_Problem details_
Please reproduce exactly the lines from the start of the records through the one containing "use crate::symbol::Register;", and nothing more.

_Excerpted records_

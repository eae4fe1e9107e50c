use std::collections::hash_map::RandomState;
use std::hash::{BuildHasher, Hasher};

use crate::display::Display;
use crate::instruction::{Encoding, Instruction, Kind};
use crate::quirks::Quirks;
use crate::symbol::Register;

/// CHIP-8 can address 4KB of memory.
pub const MEMORY_SIZE: usize = 0x1000;

/// Built-in hexadecimal digit glyphs, 5 bytes each, loaded at address 0.
const FONT: [u8; 5 * 16] = [
    0xF0, 0x90, 0x90, 0x90, 0xF0, // 0
    0x20, 0x60, 0x20, 0x20, 0x70, // 1
    0xF0, 0x10, 0xF0, 0x80, 0xF0, // 2
    0xF0, 0x10, 0xF0, 0x10, 0xF0, // 3
    0x90, 0x90, 0xF0, 0x10, 0x10, // 4
    0xF0, 0x80, 0xF0, 0x10, 0xF0, // 5
    0xF0, 0x80, 0xF0, 0x90, 0xF0, // 6
    0xF0, 0x10, 0x20, 0x40, 0x40, // 7
    0xF0, 0x90, 0xF0, 0x90, 0xF0, // 8
    0xF0, 0x90, 0xF0, 0x10, 0xF0, // 9
    0xF0, 0x90, 0xF0, 0x90, 0x90, // A
    0xE0, 0x90, 0xE0, 0x90, 0xE0, // B
    0xF0, 0x80, 0x80, 0x80, 0xF0, // C
    0xE0, 0x90, 0x90, 0x90, 0xE0, // D
    0xF0, 0x80, 0xF0, 0x80, 0xF0, // E
    0xF0, 0x80, 0xF0, 0x80, 0x80, // F
];

/// Bytes per font glyph.
const GLYPH_SIZE: u16 = 5;

/// Represents complete machine state.
///
/// [`Vm::step`] executes exactly one instruction. Pacing is up to the caller: it decides how
/// often to step and how often to tick the timers.
pub struct Vm {
    /// System memory - 4KB in size.
    mem: Box<[u8; MEMORY_SIZE]>,
    /// General purpose registers `V0`-`VF`
    v: [u8; 16],
    /// Index register
    i: u16,
    /// Instruction pointer
    ip: u16,
    sp: u8,
    stack: [u16; 16],
    /// Delay timer
    dt: u8,
    /// Sound timer
    st: u8,
    display: Display,
    /// One bit per key
    keys: u16,
    /// Register a pending `LD Vx, K` writes to
    key_dst: Option<u8>,
    quirks: Quirks,
    rng: XorShift,
}

impl Default for Vm {
    fn default() -> Self {
        Self::new()
    }
}

impl Vm {
    pub fn new() -> Self {
        Self::with_quirks(Quirks::default())
    }

    pub fn with_quirks(quirks: Quirks) -> Self {
        let mut mem = Box::new([0; MEMORY_SIZE]);
        mem[..FONT.len()].copy_from_slice(&FONT);
        Vm {
            mem,
            v: [0; 16],
            i: 0,
            ip: 0,
            sp: 0,
            stack: [0; 16],
            dt: 0,
            st: 0,
            display: Display::new(),
            keys: 0,
            key_dst: None,
            quirks,
            rng: XorShift::from_entropy(),
        }
    }

    /// Reseed the generator behind `RND`.
    pub fn seed(&mut self, seed: u64) {
        self.rng = XorShift::new(seed);
    }

    pub fn quirks(&self) -> Quirks {
        self.quirks
    }

    /// Copy `data` into memory at `offset`, dropping whatever does not fit.
    pub fn load_program(&mut self, data: &[u8], offset: u16) {
        let offset = offset as usize;
        if offset >= MEMORY_SIZE {
            return;
        }
        let len = data.len().min(MEMORY_SIZE - offset);
        self.mem[offset..offset + len].copy_from_slice(&data[..len]);
    }

    /// Fetch, decode and execute the instruction at the instruction pointer.
    ///
    /// Does nothing while an `LD Vx, K` is waiting for a key.
    pub fn step(&mut self) {
        if self.is_waiting_for_key() {
            return;
        }
        let instr = Instruction::decode(self.read_word(self.ip));
        let inc = self.exec(instr);
        self.ip = self.ip.wrapping_add(inc);
    }

    /// Execute one instruction and return how far to move the instruction pointer.
    fn exec(&mut self, ins: Instruction) -> u16 {
        let (x, y) = (ins.dst as usize, ins.src as usize);
        // Value of the second operand, byte or register
        let operand = match ins.encoding {
            Encoding::DestinationByte => ins.byte,
            _ => self.v[y],
        };

        match ins.kind {
            Kind::Cls => self.display.clear(),
            Kind::Ret => {
                self.sp = self.sp.wrapping_sub(1) & 0xF;
                self.ip = self.stack[self.sp as usize];
                return 0;
            }
            Kind::Jp => {
                self.ip = ins.address;
                return 0;
            }
            Kind::JpV0 => {
                self.ip = ins.address + self.v[0] as u16;
                return 0;
            }
            Kind::Call => {
                self.stack[self.sp as usize] = self.ip.wrapping_add(2);
                self.sp = (self.sp + 1) & 0xF;
                self.ip = ins.address;
                return 0;
            }
            Kind::Se => return skip_if(self.v[x] == operand),
            Kind::Sne => return skip_if(self.v[x] != operand),
            Kind::Ld => self.v[x] = operand,
            Kind::Add => match ins.encoding {
                Encoding::DestinationByte => self.v[x] = self.v[x].wrapping_add(operand),
                _ => {
                    let (sum, carry) = self.v[x].overflowing_add(operand);
                    self.set_vf(carry);
                    self.v[x] = sum;
                }
            },
            Kind::Or => self.v[x] |= operand,
            Kind::And => self.v[x] &= operand,
            Kind::Xor => self.v[x] ^= operand,
            Kind::Sub => {
                let (lhs, rhs) = (self.v[x], operand);
                self.set_vf(lhs > rhs);
                self.v[x] = lhs.wrapping_sub(rhs);
            }
            Kind::Subn => {
                let (lhs, rhs) = (operand, self.v[x]);
                self.set_vf(lhs > rhs);
                self.v[x] = lhs.wrapping_sub(rhs);
            }
            Kind::Shr => {
                let val = self.v[x];
                self.set_vf(val & 0x1 != 0);
                self.v[x] = val.checked_shr(self.shift_amount()).unwrap_or(0);
            }
            Kind::Shl => {
                let val = self.v[x];
                self.set_vf(val & 0x80 != 0);
                self.v[x] = val.checked_shl(self.shift_amount()).unwrap_or(0);
            }
            Kind::Rnd => self.v[x] = self.rng.next_byte() & ins.byte,
            Kind::Drw => {
                let rows: Vec<u8> = (0..ins.byte as u16 & 0xF)
                    .map(|row| self.read_byte(self.i.wrapping_add(row)))
                    .collect();
                let collided = self
                    .display
                    .draw_sprite(self.v[x] as usize, self.v[y] as usize, &rows);
                self.set_vf(collided);
            }
            Kind::Skp => return skip_if(self.is_key_down(self.v[x])),
            Kind::Sknp => return skip_if(!self.is_key_down(self.v[x])),
            Kind::LdFont => self.i = (self.v[x] as u16 & 0xF) * GLYPH_SIZE,
            Kind::LdBcd => {
                if self.quirks.store_bcd {
                    let val = self.v[x];
                    self.write_byte(self.i, val / 100);
                    self.write_byte(self.i.wrapping_add(1), val / 10 % 10);
                    self.write_byte(self.i.wrapping_add(2), val % 10);
                }
            }
            Kind::LdI => self.i = ins.address,
            // Block transfers always move at least `V0`
            Kind::LdStore => {
                for reg in 0..=x {
                    self.write_byte(self.i.wrapping_add(reg as u16), self.v[reg]);
                }
            }
            Kind::LdLoad => {
                for reg in 0..=x {
                    self.v[reg] = self.read_byte(self.i.wrapping_add(reg as u16));
                }
            }
            Kind::LdGetDt => self.v[x] = self.dt,
            Kind::LdKey => self.key_dst = Some(ins.dst),
            Kind::LdSetDt => self.dt = self.v[x],
            Kind::LdSetSt => self.st = self.v[x],
            Kind::AddI => self.i = self.i.wrapping_add(self.v[x] as u16),
            Kind::Unknown => {}
        }
        2
    }

    #[inline]
    fn set_vf(&mut self, flag: bool) {
        self.v[Register::VF.index() as usize] = flag as u8;
    }

    fn shift_amount(&self) -> u32 {
        if self.quirks.shift_by_one {
            1
        } else {
            2
        }
    }

    fn is_key_down(&self, key: u8) -> bool {
        key < 16 && self.keys & (1 << key) != 0
    }

    /// Press key `key & 0xF`. Completes a pending `LD Vx, K`.
    pub fn key_down(&mut self, key: u8) {
        let key = key & 0xF;
        self.keys |= 1 << key;
        if let Some(dst) = self.key_dst.take() {
            self.v[dst as usize] = key;
        }
    }

    /// Release key `key & 0xF`.
    pub fn key_up(&mut self, key: u8) {
        self.keys &= !(1 << (key & 0xF));
    }

    pub fn is_waiting_for_key(&self) -> bool {
        self.key_dst.is_some()
    }

    pub fn decrement_delay_timer(&mut self) {
        self.dt = self.dt.saturating_sub(1);
    }

    pub fn decrement_sound_timer(&mut self) {
        self.st = self.st.saturating_sub(1);
    }

    /// Regenerate the RGBA display buffer if the screen changed. Returns whether it did.
    pub fn update_display(&mut self) -> bool {
        self.display.update()
    }

    pub fn display_buffer(&self) -> &[u8] {
        self.display.buffer()
    }

    pub fn display(&self) -> &Display {
        &self.display
    }

    pub fn v(&self, idx: u8) -> u8 {
        self.v[(idx & 0xF) as usize]
    }

    pub fn set_v(&mut self, idx: u8, val: u8) {
        self.v[(idx & 0xF) as usize] = val;
    }

    pub fn i(&self) -> u16 {
        self.i
    }

    pub fn ip(&self) -> u16 {
        self.ip
    }

    pub fn set_ip(&mut self, addr: u16) {
        self.ip = addr;
    }

    pub fn sp(&self) -> u8 {
        self.sp
    }

    pub fn dt(&self) -> u8 {
        self.dt
    }

    pub fn st(&self) -> u8 {
        self.st
    }

    pub fn key_states(&self) -> u16 {
        self.keys
    }

    /// Out of range reads return 0.
    pub fn read_byte(&self, addr: u16) -> u8 {
        self.mem.get(addr as usize).copied().unwrap_or(0)
    }

    /// Out of range writes are dropped.
    pub fn write_byte(&mut self, addr: u16, val: u8) {
        if let Some(byte) = self.mem.get_mut(addr as usize) {
            *byte = val;
        }
    }

    /// Big-endian word at `addr`.
    pub fn read_word(&self, addr: u16) -> u16 {
        u16::from_be_bytes([self.read_byte(addr), self.read_byte(addr.wrapping_add(1))])
    }

    pub fn write_word(&mut self, addr: u16, val: u16) {
        let [hi, lo] = val.to_be_bytes();
        self.write_byte(addr, hi);
        self.write_byte(addr.wrapping_add(1), lo);
    }
}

_Answer to the exercise_
repository eae4fe1e9107e50c
use std::collections::hash_map::RandomState;
use std::hash::{BuildHasher, Hasher};

use crate::display::Display;
use crate::instruction::{Encoding, Instruction, Kind};
use crate::quirks::Quirks;
use crate::symbol::Register;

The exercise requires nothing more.